A. What is the scope of this rulemaking?

EPA is acting on the SIP submission from Vermont on the infrastructure requirements of CAA sections 110(a)(1) and 110(a)(2) for the 2015 ozone NAAQS (including the transport provisions).

Whenever EPA promulgates a new or revised NAAQS, CAA section 110(a)(1) requires states to make SIP submissions to provide for the implementation, maintenance, and enforcement of the NAAQS. This particular type of SIP submission is commonly referred to as an “infrastructure SIP.” These submissions must meet the various requirements of CAA section 110(a)(2), as applicable. Due to ambiguity in some of the language of CAA section 110(a)(2), EPA believes that it is appropriate to interpret these provisions in the specific context of acting on infrastructure SIP submissions. EPA has previously provided comprehensive guidance on the application of these provisions through a guidance document for infrastructure SIP submissions and through regional actions on infrastructure submissions.[3] Unless otherwise noted below, we are following that existing approach in acting on this submission. In addition, in the context of acting on such infrastructure submissions, EPA evaluates the submitting state's SIP for compliance with statutory and regulatory requirements, not for the state's implementation of its SIP.[4] EPA has other authority to address any issues concerning a state's implementation of the rules, regulations, consent orders, etc. that comprise its SIP.
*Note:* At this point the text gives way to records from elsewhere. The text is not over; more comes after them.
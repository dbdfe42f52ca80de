#[cfg(test)]
#[path = "bubble_test.rs"]
mod tests;

use ratatui::style::Color;
use ratatui::style::Style;
use ratatui::text::Line;
use ratatui::text::Span;
use syntect::easy::HighlightLines;
use syntect::highlighting::Theme;

use super::formatter::format_text;
use super::formatter::render_blocks;
use super::Syntaxes;
use crate::domain::models::Author;
use crate::domain::models::Message;
use crate::domain::models::MessageType;

#[derive(PartialEq, Eq)]
pub enum BubbleAlignment {
    Left,
    Right,
}

pub struct Bubble<'a> {
    alignment: BubbleAlignment,
    message: &'a Message,
    window_max_width: usize,
    codeblock_number: usize,
}

pub struct BubbleConfig {
    pub bubble_padding: usize,
    pub border_elements_length: usize,
    pub outer_padding_percentage: f32,
}

fn width(text: &str) -> usize {
    return text.chars().count();
}

fn padding(count: usize) -> String {
    return " ".repeat(count);
}

/// Hard splits highlighted code so no chunk is wider than `max_line_length`,
/// keeping each character's style.
fn split_spans(spans: Vec<Span<'static>>, max_line_length: usize) -> Vec<Vec<Span<'static>>> {
    let mut chunks = vec![];
    let mut current = vec![];
    let mut current_width = 0;

    for span in spans {
        let mut text = String::new();
        for ch in span.content.chars() {
            if current_width == max_line_length {
                if !text.is_empty() {
                    current.push(Span::styled(text, span.style));
                    text = String::new();
                }
                chunks.push(current);
                current = vec![];
                current_width = 0;
            }

            text.push(ch);
            current_width += 1;
        }

        if !text.is_empty() {
            current.push(Span::styled(text, span.style));
        }
    }

    chunks.push(current);
    return chunks;
}

impl<'a> Bubble<'a> {
    pub fn new(
        message: &'a Message,
        alignment: BubbleAlignment,
        window_max_width: usize,
        codeblock_number: usize,
    ) -> Bubble<'a> {
        return Bubble {
            alignment,
            message,
            window_max_width,
            codeblock_number,
        };
    }

    pub fn style_config() -> BubbleConfig {
        return BubbleConfig {
            // Unicode character border + padding.
            bubble_padding: 8,
            // left border + left padding + (text, not counted) + right padding + right border +
            // scrollbar.
            border_elements_length: 5,
            outer_padding_percentage: 0.04,
        };
    }

    fn code_title(&self) -> String {
        return format!("Code ({})", self.codeblock_number);
    }

    fn code_lines(&self) -> Vec<String> {
        return self
            .message
            .code
            .as_deref()
            .unwrap_or_default()
            .lines()
            .map(|line| return line.replace('\t', "    "))
            .collect();
    }

    /// Renders the message into bordered lines followed by its timestamp.
    pub fn as_lines(&self, theme: &Theme) -> Vec<Line<'static>> {
        let text_lines = render_blocks(&format_text(&self.message.text));
        let code_lines = self.code_lines();
        let max_line_length = self.get_max_line_length(&text_lines, &code_lines);

        let mut lines = vec![];
        for line in text_lines.iter() {
            for wrapped in Message::wrap_line(line, max_line_length) {
                lines.push(self.spans_to_line(vec![Span::from(wrapped)], max_line_length));
            }
        }

        if self.message.code.is_some() {
            lines.push(self.spans_to_line(vec![], max_line_length));
            lines.push(self.spans_to_line(
                vec![Span::styled(
                    self.code_title(),
                    Style {
                        fg: Some(Color::White),
                        ..Style::default()
                    },
                )],
                max_line_length,
            ));

            let mut highlight = HighlightLines::new(Syntaxes::code(), theme);
            for code_line in code_lines.iter() {
                let spans = self.highlight_code(&mut highlight, code_line);
                for chunk in split_spans(spans, max_line_length) {
                    lines.push(self.spans_to_line(chunk, max_line_length));
                }
            }
        }

        let mut res = self.wrap_lines_in_bubble(lines, max_line_length);
        res.push(self.timestamp_line(max_line_length));
        return res;
    }

    fn highlight_code(&self, highlight: &mut HighlightLines, line: &str) -> Vec<Span<'static>> {
        // Highlighting doesn't work accurately unless each line is postfixed with '\n',
        // especially when dealing with multi-line strings.
        let line_nl = format!("{line}\n");
        let highlighted = match highlight.highlight_line(&line_nl, Syntaxes::load()) {
            Ok(highlighted) => highlighted,
            Err(err) => {
                tracing::warn!(error = ?err, "Failed to highlight code line");
                return vec![Span::from(line.to_string())];
            }
        };

        return highlighted
            .iter()
            .map(|(style, content)| {
                return Span::styled(
                    content.trim_end_matches('\n').to_string(),
                    Style {
                        fg: Syntaxes::translate_colour(style.foreground),
                        ..Style::default()
                    },
                );
            })
            .filter(|span| return !span.content.is_empty())
            .collect();
    }

    fn outer_padding(&self, max_line_length: usize) -> String {
        return padding(
            self.window_max_width
                .saturating_sub(max_line_length + Bubble::style_config().bubble_padding),
        );
    }

    fn spans_to_line(&self, mut spans: Vec<Span<'static>>, max_line_length: usize) -> Line<'static> {
        let line_str_len: usize = spans.iter().map(|e| return width(&e.content)).sum();
        let fill = padding(max_line_length.saturating_sub(line_str_len));

        let mut wrapped_spans = vec![self.highlight_span("│ ".to_string())];
        wrapped_spans.append(&mut spans);
        wrapped_spans.push(self.highlight_span(format!("{fill} │")));

        let outer_bubble_padding = self.outer_padding(max_line_length);

        if self.alignment == BubbleAlignment::Left {
            wrapped_spans.push(Span::from(outer_bubble_padding));
            return Line::from(wrapped_spans);
        }

        let mut line_spans = vec![Span::from(outer_bubble_padding)];
        line_spans.extend(wrapped_spans);

        return Line::from(line_spans);
    }

    fn get_max_line_length(&self, text_lines: &[String], code_lines: &[String]) -> usize {
        let style_config = Bubble::style_config();
        // Add a minimum 4% of padding on the side.
        let min_bubble_padding_length = ((self.window_max_width as f32
            * style_config.outer_padding_percentage)
            .ceil()) as usize;

        // Border elements + minimum bubble padding.
        let line_border_width = style_config.border_elements_length + min_bubble_padding_length;

        let mut max_line_length = text_lines
            .iter()
            .chain(code_lines.iter())
            .map(|line| return width(line))
            .max()
            .unwrap_or(0);

        if self.message.code.is_some() {
            max_line_length = max_line_length.max(width(&self.code_title()));
        }

        let available = self.window_max_width.saturating_sub(line_border_width);
        if max_line_length > available {
            max_line_length = available;
        }

        let username = self.message.author.to_string();
        if max_line_length < width(&username) {
            max_line_length = width(&username);
        }

        return max_line_length;
    }

    fn wrap_lines_in_bubble(
        &self,
        lines: Vec<Line<'static>>,
        max_line_length: usize,
    ) -> Vec<Line<'static>> {
        let username = self.message.author.to_string();
        // Add 2 for the vertical bars.
        let top_bar = format!(
            "╭{username}{}╮",
            "─".repeat((max_line_length + 2).saturating_sub(width(&username)))
        );
        let bottom_bar = format!("╰{}╯", "─".repeat(max_line_length + 2));
        let bar_bubble_padding = self.outer_padding(max_line_length);

        if self.alignment == BubbleAlignment::Left {
            let mut res = vec![self.highlight_line(format!("{top_bar}{bar_bubble_padding}"))];
            res.extend(lines);
            res.push(self.highlight_line(format!("{bottom_bar}{bar_bubble_padding}")));
            return res;
        }

        let mut res = vec![self.highlight_line(format!("{bar_bubble_padding}{top_bar}"))];
        res.extend(lines);
        res.push(self.highlight_line(format!("{bar_bubble_padding}{bottom_bar}")));
        return res;
    }

    fn timestamp_line(&self, max_line_length: usize) -> Line<'static> {
        let time = self.message.timestamp.format("%H:%M").to_string();
        let bubble_width = max_line_length + 4;
        let style = Style {
            fg: Some(Color::DarkGray),
            ..Style::default()
        };
        let outer_bubble_padding = self.outer_padding(max_line_length);

        if self.alignment == BubbleAlignment::Left {
            let text = format!(" {time}");
            let fill = padding(bubble_width.saturating_sub(width(&text)));
            return Line::from(vec![
                Span::styled(text, style),
                Span::from(format!("{fill}{outer_bubble_padding}")),
            ]);
        }

        let text = format!("{time} ");
        let fill = padding(bubble_width.saturating_sub(width(&text)));
        return Line::from(vec![
            Span::from(format!("{outer_bubble_padding}{fill}")),
            Span::styled(text, style),
        ]);
    }

    fn highlight_span(&self, text: String) -> Span<'static> {
        if self.message.message_type() == MessageType::Error {
            return Span::styled(
                text,
                Style {
                    fg: Some(Color::Red),
                    ..Style::default()
                },
            );
        } else if self.message.author == Author::Natter {
            return Span::styled(
                text,
                Style {
                    fg: Some(Color::Rgb(138, 85, 63)), // Brown
                    ..Style::default()
                },
            );
        }

        return Span::from(text);
    }

    fn highlight_line(&self, text: String) -> Line<'static> {
        return Line::from(self.highlight_span(text));
    }
}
B. What guidance is EPA using to evaluate Vermont's infrastructure SIP submission?

EPA highlighted the statutory requirement to submit infrastructure SIPs within 3 years of promulgation of a new NAAQS in an October 2, 2007, guidance document entitled “Guidance on SIP Elements Required Under Sections 110(a)(1) and (2) for the 1997 8-hour Ozone and PM2.5 National Ambient Air Quality Standards” (2007 memorandum). EPA has issued additional guidance documents and memoranda, including a September 13, 2013, guidance document entitled “Guidance on Infrastructure State Implementation Plan (SIP) Elements under Clean Air Act Sections 110(a)(1) and 110(a)(2)” (2013 memorandum). Additional guidance documents specifically addressing the interstate-transport (“good neighbor”) provisions of infrastructure SIPs (CAA Section 110(a)(2)(D)) are given under Section II.D. below.
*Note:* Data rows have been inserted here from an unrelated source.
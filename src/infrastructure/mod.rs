pub mod backends;
pub mod dictation;
pub mod speech;
pub mod storage;
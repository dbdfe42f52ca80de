#[cfg(test)]
#[path = "actions_test.rs"]
mod tests;

use std::future::Future;
use std::sync::Arc;

use anyhow::Result;
use tokio::sync::mpsc;
use tokio::task::JoinHandle;

use super::clipboard::ClipboardService;
use crate::domain::models::Action;
use crate::domain::models::Author;
use crate::domain::models::BackendBox;
use crate::domain::models::BackendPrompt;
use crate::domain::models::Event;
use crate::domain::models::Message;
use crate::domain::models::MessageType;
use crate::infrastructure::dictation::Dictation;

pub const ERROR_DELETE_SESSION: &str = "Error deleting session.";
pub const ERROR_CLEANUP_SESSIONS: &str = "Error cleaning up sessions";

pub fn help_text() -> String {
    let text = r#"
COMMANDS:
- /new (/n) - Start a new chat with a fresh session.
- /mute (/m) - Toggle spoken replies on or off.
- /voice (/v) - Speak your message. Runs the configured dictation command and sends what it hears.
- /history (/hi) - Show previous chat sessions.
- /open (/o) [NUMBER] - Read a session from the history list.
- /back (/b) - Return from a session to the history list.
- /close - Close the history list.
- /delete (/d) [NUMBER] - Delete a session from the history list, after confirming.
- /stats (/s) - Show session statistics from the server.
- /cleanup [DAYS?] - Delete every session older than DAYS days, 30 by default, after confirming.
- /copy (/c) [CODE_NUMBER?] - Copy a code attachment to your clipboard. Without a number the latest one is copied.
- /quit /exit (/q) - Exit Natter.
- /help (/h) - Provides this help menu.

HOTKEYS:
- Up arrow - Scroll up
- Down arrow - Scroll down
- CTRL+U - Page up
- CTRL+D - Page down
- CTRL+N - Start a new chat.
- CTRL+S - Toggle spoken replies.
- ESC - Close the history list.
- CTRL+C - Interrupt waiting for a response if in progress, otherwise exit.
        "#;

    return text.trim().to_string();
}

fn app_message(text: &str) -> Event {
    return Event::BackendMessage(Message::new(Author::Natter, text));
}

fn app_error(text: &str) -> Event {
    return Event::BackendMessage(Message::new_with_type(
        Author::Natter,
        MessageType::Error,
        text,
    ));
}

/// Transport failures read differently than a server refusing the request.
fn failure_text(err: &anyhow::Error, transport_text: &str) -> String {
    if err.downcast_ref::<reqwest::Error>().is_some() {
        return transport_text.to_string();
    }
    return err.to_string();
}

fn spawn_action<F>(name: &'static str, action: F)
where
    F: Future<Output = Result<()>> + Send + 'static,
{
    tokio::spawn(async move {
        if let Err(err) = action.await {
            tracing::error!(error = ?err, action = name, "Action failed");
        }
    });
}

async fn generate(
    backend: Arc<BackendBox>,
    prompt: BackendPrompt,
    tx: mpsc::UnboundedSender<Event>,
) -> Result<()> {
    let res = backend.generate(prompt).await;
    tx.send(Event::BackendPromptResponse(res))?;
    return Ok(());
}

async fn cleanup_sessions(
    backend: Arc<BackendBox>,
    days_old: u32,
    tx: mpsc::UnboundedSender<Event>,
) -> Result<()> {
    match backend.cleanup_sessions(days_old).await {
        Ok(deleted_count) => {
            tx.send(app_message(&format!(
                "Successfully cleaned up {deleted_count} old sessions."
            )))?;
        }
        Err(err) => {
            tracing::error!(error = ?err, "Failed to cleanup sessions");
            tx.send(app_error(&failure_text(&err, ERROR_CLEANUP_SESSIONS)))?;
            return Ok(());
        }
    }

    let sessions = backend.session_names().await.unwrap_or_default();
    tx.send(Event::SessionNames(sessions))?;
    return Ok(());
}

async fn delete_session(
    backend: Arc<BackendBox>,
    session_id: String,
    tx: mpsc::UnboundedSender<Event>,
) -> Result<()> {
    if let Err(err) = backend.delete_session(&session_id).await {
        tracing::error!(error = ?err, session_id = session_id, "Failed to delete session");
        tx.send(app_error(&failure_text(&err, ERROR_DELETE_SESSION)))?;
        return Ok(());
    }

    tx.send(Event::SessionDeleted(session_id))?;
    return Ok(());
}

async fn dictate(tx: mpsc::UnboundedSender<Event>) -> Result<()> {
    match Dictation::default().listen().await {
        Ok(transcript) => tx.send(Event::DictationResult(transcript))?,
        Err(err) => tx.send(Event::DictationFailed(err.to_string()))?,
    }

    return Ok(());
}

async fn fetch_history(
    backend: Arc<BackendBox>,
    session_id: String,
    tx: mpsc::UnboundedSender<Event>,
) -> Result<()> {
    let entries = match backend.history(&session_id).await {
        Ok(entries) => entries,
        Err(err) => {
            tracing::error!(error = ?err, session_id = session_id, "Failed to fetch history");
            vec![]
        }
    };

    tx.send(Event::SessionHistory(session_id, entries))?;
    return Ok(());
}

async fn fetch_session_names(
    backend: Arc<BackendBox>,
    tx: mpsc::UnboundedSender<Event>,
) -> Result<()> {
    let sessions = match backend.session_names().await {
        Ok(sessions) => sessions,
        Err(err) => {
            tracing::error!(error = ?err, "Failed to fetch session names");
            vec![]
        }
    };

    tx.send(Event::SessionNames(sessions))?;
    return Ok(());
}

async fn fetch_stats(backend: Arc<BackendBox>, tx: mpsc::UnboundedSender<Event>) -> Result<()> {
    match backend.session_stats().await {
        Ok(stats) => tx.send(app_message(&stats.format()))?,
        Err(err) => {
            tracing::error!(error = ?err, "Failed to fetch session stats");
            tx.send(app_error(&failure_text(
                &err,
                "Error fetching session stats",
            )))?;
        }
    }

    return Ok(());
}

fn copy_code(code: String, tx: &mpsc::UnboundedSender<Event>) -> Result<()> {
    if let Err(err) = ClipboardService::set(code) {
        tx.send(app_error(&err.to_string()))?;
        return Ok(());
    }

    tx.send(app_message("Copied code to clipboard."))?;
    return Ok(());
}

pub struct ActionsService {}

impl ActionsService {
    /// Runs backend calls off the UI loop. Only the generate request is
    /// abortable, every other action runs to completion.
    pub async fn start(
        backend: BackendBox,
        tx: mpsc::UnboundedSender<Event>,
        rx: &mut mpsc::UnboundedReceiver<Action>,
    ) -> Result<()> {
        let backend = Arc::new(backend);

        // Lazy default.
        let mut worker: JoinHandle<Result<()>> = tokio::spawn(async {
            return Ok(());
        });

        while let Some(action) = rx.recv().await {
            let worker_tx = tx.clone();
            let worker_backend = backend.clone();

            match action {
                Action::BackendAbort() => {
                    worker.abort();
                }
                Action::BackendRequest(prompt) => {
                    worker.abort();
                    worker = tokio::spawn(generate(worker_backend, prompt, worker_tx));
                }
                Action::CleanupSessions(days_old) => {
                    spawn_action(
                        "cleanup-sessions",
                        cleanup_sessions(worker_backend, days_old, worker_tx),
                    );
                }
                Action::CopyCode(code) => {
                    copy_code(code, &tx)?;
                }
                Action::DeleteSession(session_id) => {
                    spawn_action(
                        "delete-session",
                        delete_session(worker_backend, session_id, worker_tx),
                    );
                }
                Action::Dictate() => {
                    spawn_action("dictate", dictate(worker_tx));
                }
                Action::FetchHistory(session_id) => {
                    spawn_action(
                        "fetch-history",
                        fetch_history(worker_backend, session_id, worker_tx),
                    );
                }
                Action::FetchSessionNames() => {
                    spawn_action(
                        "fetch-session-names",
                        fetch_session_names(worker_backend, worker_tx),
                    );
                }
                Action::FetchStats() => {
                    spawn_action("fetch-stats", fetch_stats(worker_backend, worker_tx));
                }
            }
        }

        worker.abort();
        return Ok(());
    }
}
use super::BackendPrompt;

pub enum Action {
    BackendAbort(),
    BackendRequest(BackendPrompt),
    CleanupSessions(u32),
    CopyCode(String),
    DeleteSession(String),
    Dictate(),
    FetchHistory(String),
    FetchSessionNames(),
    FetchStats(),
}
II. EPA's Evaluation of Vermont's Infrastructure SIP for the 2015 Ozone Standard

In this notice of proposed rulemaking, EPA is proposing action on Vermont's November 19, 2019, infrastructure SIP submission for the 2015 ozone NAAQS, including the interstate transport provisions (CAA section 110(a)(2)(D)(i)). In Vermont's submission, a detailed list of Vermont Laws and previously SIP-approved Air Quality Regulations show precisely how the various components of its EPA-approved SIP meet each of the requirements of section 110(a)(2) of the CAA for the 2015 ozone NAAQS. The following review evaluates the state's submission in light of section 110(a)(2) requirements and relevant EPA guidance. For the state's November 2019 submission, we provide an evaluation of the applicable Section 110(a)(2) elements, including the transport provisions.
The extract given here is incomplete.